Read the data below. Every line holding the string "which" must be copied.

++++++++++

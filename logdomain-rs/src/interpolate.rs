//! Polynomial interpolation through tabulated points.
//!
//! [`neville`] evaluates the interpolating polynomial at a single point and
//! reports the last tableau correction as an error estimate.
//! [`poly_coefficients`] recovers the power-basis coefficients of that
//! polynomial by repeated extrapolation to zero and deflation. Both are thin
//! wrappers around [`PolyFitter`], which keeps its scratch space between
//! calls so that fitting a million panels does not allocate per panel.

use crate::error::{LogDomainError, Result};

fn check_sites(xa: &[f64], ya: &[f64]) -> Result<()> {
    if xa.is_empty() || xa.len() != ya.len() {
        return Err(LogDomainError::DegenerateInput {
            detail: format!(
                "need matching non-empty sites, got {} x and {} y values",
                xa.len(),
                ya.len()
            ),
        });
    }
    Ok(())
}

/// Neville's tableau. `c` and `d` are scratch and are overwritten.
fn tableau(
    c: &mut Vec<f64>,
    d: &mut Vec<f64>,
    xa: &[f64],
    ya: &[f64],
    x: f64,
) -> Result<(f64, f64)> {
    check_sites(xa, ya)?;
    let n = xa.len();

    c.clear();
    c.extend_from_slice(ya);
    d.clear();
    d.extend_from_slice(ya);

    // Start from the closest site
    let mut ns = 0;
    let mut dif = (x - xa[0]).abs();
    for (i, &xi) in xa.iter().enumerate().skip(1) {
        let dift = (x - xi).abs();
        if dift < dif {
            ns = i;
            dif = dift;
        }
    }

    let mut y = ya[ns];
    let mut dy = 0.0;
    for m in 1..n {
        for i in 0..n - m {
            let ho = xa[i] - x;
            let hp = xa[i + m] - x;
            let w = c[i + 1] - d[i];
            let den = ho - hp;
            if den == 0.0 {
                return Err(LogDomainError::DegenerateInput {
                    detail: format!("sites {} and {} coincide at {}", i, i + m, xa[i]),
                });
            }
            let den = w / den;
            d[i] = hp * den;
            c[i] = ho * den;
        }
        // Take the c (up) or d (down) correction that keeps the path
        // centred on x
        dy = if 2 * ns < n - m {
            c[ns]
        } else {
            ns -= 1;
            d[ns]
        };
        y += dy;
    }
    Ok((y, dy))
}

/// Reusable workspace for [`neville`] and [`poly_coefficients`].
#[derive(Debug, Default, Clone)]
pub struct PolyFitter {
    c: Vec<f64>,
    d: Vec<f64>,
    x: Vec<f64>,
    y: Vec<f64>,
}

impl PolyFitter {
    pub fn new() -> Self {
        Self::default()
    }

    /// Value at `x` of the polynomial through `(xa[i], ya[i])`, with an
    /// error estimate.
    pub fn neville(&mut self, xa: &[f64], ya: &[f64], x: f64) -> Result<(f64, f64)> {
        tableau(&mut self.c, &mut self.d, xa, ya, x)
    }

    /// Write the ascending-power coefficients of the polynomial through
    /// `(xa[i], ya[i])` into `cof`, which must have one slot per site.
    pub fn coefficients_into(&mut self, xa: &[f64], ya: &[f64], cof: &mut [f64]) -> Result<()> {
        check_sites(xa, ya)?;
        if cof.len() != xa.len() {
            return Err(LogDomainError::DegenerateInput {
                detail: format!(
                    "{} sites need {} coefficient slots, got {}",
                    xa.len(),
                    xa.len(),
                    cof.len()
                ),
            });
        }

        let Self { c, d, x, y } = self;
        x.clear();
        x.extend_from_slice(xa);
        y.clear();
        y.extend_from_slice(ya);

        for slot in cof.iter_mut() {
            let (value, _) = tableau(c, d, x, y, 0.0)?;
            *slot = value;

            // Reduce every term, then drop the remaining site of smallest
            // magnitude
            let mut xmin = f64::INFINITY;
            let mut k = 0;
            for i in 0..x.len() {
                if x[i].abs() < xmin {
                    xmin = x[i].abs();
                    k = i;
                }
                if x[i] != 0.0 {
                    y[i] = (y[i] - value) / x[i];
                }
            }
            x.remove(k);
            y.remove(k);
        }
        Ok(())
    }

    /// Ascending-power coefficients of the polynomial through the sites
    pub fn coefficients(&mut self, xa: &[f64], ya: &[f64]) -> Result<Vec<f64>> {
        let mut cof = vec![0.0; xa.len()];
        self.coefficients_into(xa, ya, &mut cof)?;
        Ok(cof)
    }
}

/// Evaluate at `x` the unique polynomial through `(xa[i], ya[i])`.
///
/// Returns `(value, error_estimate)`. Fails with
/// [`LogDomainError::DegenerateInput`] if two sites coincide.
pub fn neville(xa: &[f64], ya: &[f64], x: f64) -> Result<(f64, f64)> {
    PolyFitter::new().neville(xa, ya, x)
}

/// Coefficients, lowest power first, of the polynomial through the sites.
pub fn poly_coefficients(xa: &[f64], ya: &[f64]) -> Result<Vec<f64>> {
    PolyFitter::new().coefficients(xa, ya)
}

++++++++++

Solution —
//! wrappers around [`PolyFitter`], which keeps its scratch space between
    /// `(xa[i], ya[i])` into `cof`, which must have one slot per site.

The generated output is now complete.